“İşitmek” ile “dinlemek” arasındaki en büyük fark nedir sizce? Çevremizdeki bütün sesleri işitiriz ama sadece istediklerimizi dinleriz ve içselleştiririz. Fakat bilhassa günlük iletişimde dinlediğimizi düşündüğümüz insanları ne kadar etkili dinlediğimizden şüpheliyim. Bu şüphenin kaynağını şahit olduğum ve yaşadığımız iletişim sorunları oluşturuyor.
“Dinleme” nin tanımını yapmanızı istesem nasıl bir tanım yapardınız?
Biz günlük hayatta yoğun olarak “otobiyografik dinleme” yapıyoruz. Yani bize anlatılanları değerlendiriyoruz; kabul ediyoruz ya da etmiyoruz. Yokluyoruz; karşımızdaki kişinin anlattıklarını daha iyi anlamak için(!) kendi değer yargılarımıza göre sorular yöneltiyoruz. Akıl veriyoruz; daha önce deneyimlediğimiz ve kesinlikle herkese faydalı(!) olacağına inandığımız tecrübelerimiz doğrultusunda yönlendirmeye çalışıyoruz. Yorumluyoruz; insanların sergilediği davranışları ve tutumları kendi tutum ve davranışlarımıza dayalı olarak yorumluyoruz. Kısacası dinlediğimizi düşünüyoruz ama aslında dinlemiyoruz. Bir arkadaşımız bize bir şeyler anlatmaya başladığında iç sesimizde onunla birlikte konuşmaya başlıyor ve anlatılanları kendi filtrelerimiz bize nasıl sunuyorsa öyle anlıyoruz. Sonuç olarak bir türlü sağlıklı ve kırıcı olmayan iletişimler kuramıyoruz.
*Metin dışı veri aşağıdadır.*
use crate::command::{Action, Command, CommandInner};
use crate::component::Component;
use crate::model::Model;
use futures::future::BoxFuture;
use ratatui::buffer::Buffer;
use ratatui::layout::Rect;
use ratatui::Terminal;

/// A headless test harness that drives a [`Model`] without a real terminal.
///
/// `TestProgram` exercises the init/update/view cycle in a plain `#[test]`
/// function -- no tokio runtime or TTY required. Immediate messages are
/// queued and flushed with [`drain_messages`](TestProgram::drain_messages);
/// deferred futures are run to completion by
/// [`run_pending`](TestProgram::run_pending).
///
/// # Example
///
/// ```rust,ignore
/// use taro_core::testing::TestProgram;
///
/// let mut prog = TestProgram::<Picker>::new(());
/// prog.send(PickerMsg::Open);
/// prog.drain_messages();
/// assert!(prog.render_string(40, 5).contains("Apple"));
/// ```
pub struct TestProgram<M: Model> {
    model: M,
    pending_messages: Vec<M::Message>,
    pending_futures: Vec<BoxFuture<'static, M::Message>>,
    quit: bool,
}

impl<M: Model> TestProgram<M> {
    /// Create a test program by calling [`Model::init`] with the given flags.
    pub fn new(flags: M::Flags) -> Self {
        let (model, init_cmd) = M::init(flags);
        let mut program = Self {
            model,
            pending_messages: Vec::new(),
            pending_futures: Vec::new(),
            quit: false,
        };
        program.collect(init_cmd);
        program
    }

    /// Send a message, triggering a single update cycle.
    pub fn send(&mut self, msg: M::Message) {
        let cmd = self.model.update(msg);
        self.collect(cmd);
    }

    /// Process all queued immediate messages, including the ones they produce.
    pub fn drain_messages(&mut self) {
        while !self.pending_messages.is_empty() {
            let messages: Vec<_> = self.pending_messages.drain(..).collect();
            for msg in messages {
                self.send(msg);
            }
        }
    }

    /// Resolve every pending future, deliver its message, and drain the
    /// resulting immediate messages. Repeats until nothing is pending.
    pub fn run_pending(&mut self) {
        self.drain_messages();
        while !self.pending_futures.is_empty() {
            let futures: Vec<_> = self.pending_futures.drain(..).collect();
            for fut in futures {
                let msg = futures::executor::block_on(fut);
                self.send(msg);
            }
            self.drain_messages();
        }
    }

    /// Whether the model has returned [`Command::quit`].
    pub fn has_quit(&self) -> bool {
        self.quit
    }

    /// Get a shared reference to the model for assertions.
    pub fn model(&self) -> &M {
        &self.model
    }

    /// Get a mutable reference to the model for direct test setup.
    pub fn model_mut(&mut self) -> &mut M {
        &mut self.model
    }

    /// Render the model to a ratatui [`Buffer`] of the given dimensions.
    pub fn render(&self, width: u16, height: u16) -> Buffer {
        render_buffer(width, height, |frame| self.model.view(frame))
    }

    /// Render the model and return the visible content as a plain string,
    /// one line per buffer row.
    pub fn render_string(&self, width: u16, height: u16) -> String {
        buffer_to_string(&self.render(width, height))
    }

    fn collect(&mut self, cmd: Command<M::Message>) {
        match cmd.inner {
            CommandInner::None => {}
            CommandInner::Action(Action::Message(msg)) => self.pending_messages.push(msg),
            CommandInner::Action(Action::Quit) => self.quit = true,
            CommandInner::Future(fut) => self.pending_futures.push(fut),
            CommandInner::Batch(cmds) => {
                for cmd in cmds {
                    self.collect(cmd);
                }
            }
        }
    }
}

/// A headless harness for a single [`Component`].
///
/// Messages a component emits are notifications for its parent, so the
/// harness records them in an outbox instead of feeding them back. Deferred
/// futures are held until [`run_pending`](ComponentHarness::run_pending),
/// which resolves them and delivers their messages to the component, just
/// as the runtime would on a later tick.
pub struct ComponentHarness<C: Component> {
    component: C,
    outbox: Vec<C::Message>,
    pending_futures: Vec<BoxFuture<'static, C::Message>>,
}

impl<C: Component> ComponentHarness<C> {
    /// Wrap a component.
    pub fn new(component: C) -> Self {
        Self {
            component,
            outbox: Vec::new(),
            pending_futures: Vec::new(),
        }
    }

    /// Deliver a message to the component.
    pub fn send(&mut self, msg: C::Message) {
        let cmd = self.component.update(msg);
        self.collect(cmd);
    }

    /// Resolve every pending future and deliver its message to the component.
    pub fn run_pending(&mut self) {
        while !self.pending_futures.is_empty() {
            let futures: Vec<_> = self.pending_futures.drain(..).collect();
            for fut in futures {
                let msg = futures::executor::block_on(fut);
                self.send(msg);
            }
        }
    }

    /// Number of futures waiting for [`run_pending`](ComponentHarness::run_pending).
    pub fn pending(&self) -> usize {
        self.pending_futures.len()
    }

    /// Take the messages emitted so far.
    pub fn take_outbox(&mut self) -> Vec<C::Message> {
        std::mem::take(&mut self.outbox)
    }

    /// Messages emitted so far, without clearing them.
    pub fn outbox(&self) -> &[C::Message] {
        &self.outbox
    }

    /// Get a shared reference to the component for assertions.
    pub fn component(&self) -> &C {
        &self.component
    }

    /// Get a mutable reference to the component for direct test setup.
    pub fn component_mut(&mut self) -> &mut C {
        &mut self.component
    }

    /// Consume the harness, returning the component.
    pub fn into_inner(self) -> C {
        self.component
    }

    /// Render the component into the full area of a buffer.
    pub fn render(&self, width: u16, height: u16) -> Buffer {
        render_buffer(width, height, |frame| {
            let area = frame.area();
            self.component.view(frame, area)
        })
    }

    /// Render the component into `area` of a `width` x `height` buffer.
    pub fn render_in(&self, width: u16, height: u16, area: Rect) -> Buffer {
        render_buffer(width, height, |frame| self.component.view(frame, area))
    }

    /// Render the component and return the visible content as a plain string.
    pub fn render_string(&self, width: u16, height: u16) -> String {
        buffer_to_string(&self.render(width, height))
    }

    fn collect(&mut self, cmd: Command<C::Message>) {
        match cmd.inner {
            CommandInner::None | CommandInner::Action(Action::Quit) => {}
            CommandInner::Action(Action::Message(msg)) => self.outbox.push(msg),
            CommandInner::Future(fut) => self.pending_futures.push(fut),
            CommandInner::Batch(cmds) => {
                for cmd in cmds {
                    self.collect(cmd);
                }
            }
        }
    }
}

fn render_buffer(width: u16, height: u16, draw: impl FnOnce(&mut ratatui::Frame)) -> Buffer {
    let backend = ratatui::backend::TestBackend::new(width, height);
    let mut terminal = Terminal::new(backend).unwrap();
    terminal.draw(draw).unwrap();
    terminal.backend().buffer().clone()
}

/// Concatenate each buffer row into a line; rows are separated by newlines.
pub fn buffer_to_string(buf: &Buffer) -> String {
    let area = buf.area;
    let mut output = String::new();
    for y in area.top()..area.bottom() {
        for x in area.left()..area.right() {
            output.push_str(buf[(x, y)].symbol());
        }
        if y + 1 < area.bottom() {
            output.push('\n');
        }
    }
    output
}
Kurduğumuz iletişimin sağlıklı olmasını istiyorsak “empatik dinleme” yeteneğimizi geliştirmemiz gerekiyor. Peki empatik dinleme nedir? Önce anlamaya sonra anlaşılmaya çalışmaktır. Bize anlatılanları değil anlatılanların ardındaki duyguyu dinleyebilmektir. Karşımızdaki kişinin söyledikleriyle birlikte ona bunları söyleten duyguya odaklanmaktır. Kendi değer yargılarımızı iletişim kurmaya çalıştığımız kişiyle aramızdan çıkarmaktır. Beynimizle değil kalbimizle dinlemektir.